Time dilatation and a space referential
Dirk Van de moortel wrote:
"CFran" wrote in message ups.com...
If I got it right, the faster you go, the slower time goes for you.
No, that is wrong. You notice nothing about time.
oh, yeah, that's right, it looks like outside things accelerate (i
think)
The faster you go with respect to someone, the longer the time
that person will measure between two ticks on *your* clock,
and likewise, the longer the time *you* will measure between
two ticks on that *person's* clock.
OK that's where it's getting hard to understand. But when you say that
the time between two observed ticks gets longer, do you include the
doppler effect or is it supposed to be compensed (as for example by
compensating the delay due to the travel of light)?

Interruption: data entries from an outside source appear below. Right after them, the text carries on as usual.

//! Structural type metadata for workspace entity types.
//!
//! Entity schemas describe themselves as [`StorageTypeMetadata`] trees and
//! register them in a [`MetadataRegistry`]. The registry is later consulted to
//! decide whether metadata persisted by another build is still compatible with
//! the types compiled into this one.

mod compare;
mod error;
mod hash;
mod model;
mod registry;

pub use compare::{compare_metadata, ComparisonResult};
pub use error::{MetadataError, Result};
pub use hash::{metadata_hash, MetadataHash};
pub use model::{
    AbstractClassMetadata, ConnectionType, EntityMetadata, ExtPropertyMetadata,
    FinalClassMetadata, OwnPropertyMetadata, StorageTypeMetadata, ValueTypeMetadata,
};
pub use registry::{
    CompatibilityReport, MetadataMismatch, MetadataProvider, MetadataRegistry, MetadataStorage,
    PersistedMetadata,
};
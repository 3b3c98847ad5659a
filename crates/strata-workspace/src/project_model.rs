//! Entity types of the IDE project model.
//!
//! ```text
//! Module ─┬─ ContentRoot ── SourceRoot
//!         ├─ ModuleDependency ··> Module   (by name)
//!         └─ LibraryDependency ··> Library (by name)
//! ```
//!
//! Solid lines are owning references: removing a module removes its content
//! roots, source roots and dependency entries. Dotted lines are symbolic
//! references; they survive the removal of their target and follow renames.

use std::fmt;
use std::sync::{Arc, OnceLock};

use strata_config::MetadataConfig;
use strata_metadata::{MetadataProvider, MetadataRegistry};
use strata_storage::{
    Entity, EntityId, EntitySchema, EntityStorageRead, EntityTypeDecl, EntityTypeId, FieldSpec,
    Fields, SchemaError, SymbolicEntityId,
};

pub const MODULE: &str = "Module";
pub const CONTENT_ROOT: &str = "ContentRoot";
pub const SOURCE_ROOT: &str = "SourceRoot";
pub const LIBRARY: &str = "Library";
pub const MODULE_DEPENDENCY: &str = "ModuleDependency";
pub const LIBRARY_DEPENDENCY: &str = "LibraryDependency";

#[derive(Clone, Copy, Debug, Default, PartialEq, Eq, Hash)]
pub enum DependencyScope {
    #[default]
    Compile,
    Test,
    Runtime,
    Provided,
}

impl DependencyScope {
    pub fn as_str(self) -> &'static str {
        match self {
            DependencyScope::Compile => "compile",
            DependencyScope::Test => "test",
            DependencyScope::Runtime => "runtime",
            DependencyScope::Provided => "provided",
        }
    }

    pub fn parse(value: &str) -> Option<Self> {
        match value {
            "compile" => Some(DependencyScope::Compile),
            "test" => Some(DependencyScope::Test),
            "runtime" => Some(DependencyScope::Runtime),
            "provided" => Some(DependencyScope::Provided),
            _ => None,
        }
    }
}

impl fmt::Display for DependencyScope {
    fn fmt(&self, f: &mut fmt::Formatter<'_>) -> fmt::Result {
        f.write_str(self.as_str())
    }
}

#[derive(Clone, Copy, Debug, Default, PartialEq, Eq, Hash)]
pub enum SourceRootKind {
    #[default]
    Source,
    TestSource,
    Resource,
    TestResource,
}

impl SourceRootKind {
    pub fn as_str(self) -> &'static str {
        match self {
            SourceRootKind::Source => "java-source",
            SourceRootKind::TestSource => "java-test",
            SourceRootKind::Resource => "java-resource",
            SourceRootKind::TestResource => "java-test-resource",
        }
    }
}

pub fn build_schema() -> Result<EntitySchema, SchemaError> {
    EntitySchema::builder()
        .declare(
            EntityTypeDecl::new(MODULE)
                .fq_name("strata.project.ModuleEntity")
                .field(FieldSpec::string("name"))
                .field(FieldSpec::string("type").optional())
                .key(&["name"]),
        )
        .declare(
            EntityTypeDecl::new(CONTENT_ROOT)
                .fq_name("strata.project.ContentRootEntity")
                .field(FieldSpec::parent("module", MODULE))
                .field(FieldSpec::string("url"))
                .field(FieldSpec::strings("excluded_urls")),
        )
        .declare(
            EntityTypeDecl::new(SOURCE_ROOT)
                .fq_name("strata.project.SourceRootEntity")
                .field(FieldSpec::parent("content_root", CONTENT_ROOT))
                .field(FieldSpec::string("url"))
                .field(FieldSpec::string("root_type")),
        )
        .declare(
            EntityTypeDecl::new(LIBRARY)
                .fq_name("strata.project.LibraryEntity")
                .field(FieldSpec::string("name"))
                .field(FieldSpec::strings("roots"))
                .key(&["name"]),
        )
        .declare(
            EntityTypeDecl::new(MODULE_DEPENDENCY)
                .fq_name("strata.project.ModuleDependencyEntity")
                .field(FieldSpec::parent("module", MODULE))
                .field(FieldSpec::symbolic("target", MODULE))
                .field(FieldSpec::string("scope"))
                .field(FieldSpec::bool("exported").optional()),
        )
        .declare(
            EntityTypeDecl::new(LIBRARY_DEPENDENCY)
                .fq_name("strata.project.LibraryDependencyEntity")
                .field(FieldSpec::parent("module", MODULE))
                .field(FieldSpec::symbolic("library", LIBRARY))
                .field(FieldSpec::string("scope")),
        )
        .build()
}

/// The shared project model schema.
pub fn schema() -> Arc<EntitySchema> {
    static SCHEMA: OnceLock<Arc<EntitySchema>> = OnceLock::new();
    SCHEMA
        .get_or_init(|| Arc::new(build_schema().expect("project model schema should be valid")))
        .clone()
}

fn type_id(name: &str) -> EntityTypeId {
    schema()
        .type_id(name)
        .expect("project model types are declared in `build_schema`")
}

/// Builds a registry holding the metadata of every project model type.
pub fn metadata_registry(config: &MetadataConfig) -> strata_metadata::Result<MetadataRegistry> {
    let schema = schema();
    let providers: [&dyn MetadataProvider; 1] = [schema.as_ref()];
    MetadataRegistry::from_providers(&providers, config)
}

pub fn module_id(name: &str) -> SymbolicEntityId {
    SymbolicEntityId::new(type_id(MODULE), [name])
}

pub fn library_id(name: &str) -> SymbolicEntityId {
    SymbolicEntityId::new(type_id(LIBRARY), [name])
}

pub fn module(name: &str) -> Fields {
    Fields::new().with("name", name)
}

pub fn content_root(module: EntityId, url: &str) -> Fields {
    Fields::new()
        .with("module", module)
        .with("url", url)
        .with("excluded_urls", Vec::<String>::new())
}

pub fn source_root(content_root: EntityId, url: &str, kind: SourceRootKind) -> Fields {
    Fields::new()
        .with("content_root", content_root)
        .with("url", url)
        .with("root_type", kind.as_str())
}

pub fn library(name: &str, roots: &[&str]) -> Fields {
    Fields::new().with("name", name).with(
        "roots",
        roots.iter().map(|root| (*root).to_owned()).collect::<Vec<_>>(),
    )
}

pub fn module_dependency(module: EntityId, target: &str, scope: DependencyScope) -> Fields {
    Fields::new()
        .with("module", module)
        .with("target", module_id(target))
        .with("scope", scope.as_str())
}

pub fn library_dependency(module: EntityId, library: &str, scope: DependencyScope) -> Fields {
    Fields::new()
        .with("module", module)
        .with("library", library_id(library))
        .with("scope", scope.as_str())
}

pub fn find_module(storage: &impl EntityStorageRead, name: &str) -> Option<Entity> {
    storage.resolve_symbolic(&module_id(name))
}

/// Names of the modules `module` depends on, in declaration order.
///
/// Dependencies on modules that do not exist are included.
pub fn module_dependencies(storage: &impl EntityStorageRead, module: EntityId) -> Vec<String> {
    storage
        .children(module, MODULE_DEPENDENCY, "module")
        .into_iter()
        .filter_map(|dependency| {
            dependency
                .field("target")
                .and_then(|value| value.as_symbolic())
                .and_then(|target| target.key().first().cloned())
        })
        .collect()
}

/// Modules that declare a dependency on the module named `name`.
pub fn dependents(storage: &impl EntityStorageRead, name: &str) -> Vec<EntityId> {
    storage
        .referrers(&module_id(name), MODULE_DEPENDENCY)
        .into_iter()
        .filter_map(|dependency| dependency.get_ref("module"))
        .collect()
}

Because as I understand it, according to what you say, there's a
problem with the twin paradox, because if both twins see each other
clock ticking slower, what happens when they meet again? I mean, in
this paradox, one twin stays on earth, while another does a high speed
trip in space, and when the two meet again on earth the one who stayed
on earth is much older than the one who traveled in space, that's the
problem to me, considering the traveling twin as the center of the
universe, it should be then the non-moving twin who would be the
youngest once the two would meet, because he would be the one traveling
very fast, relatively to the traveling twin. That's why this paradox
kind of prevents me from understanding why there is no "referential".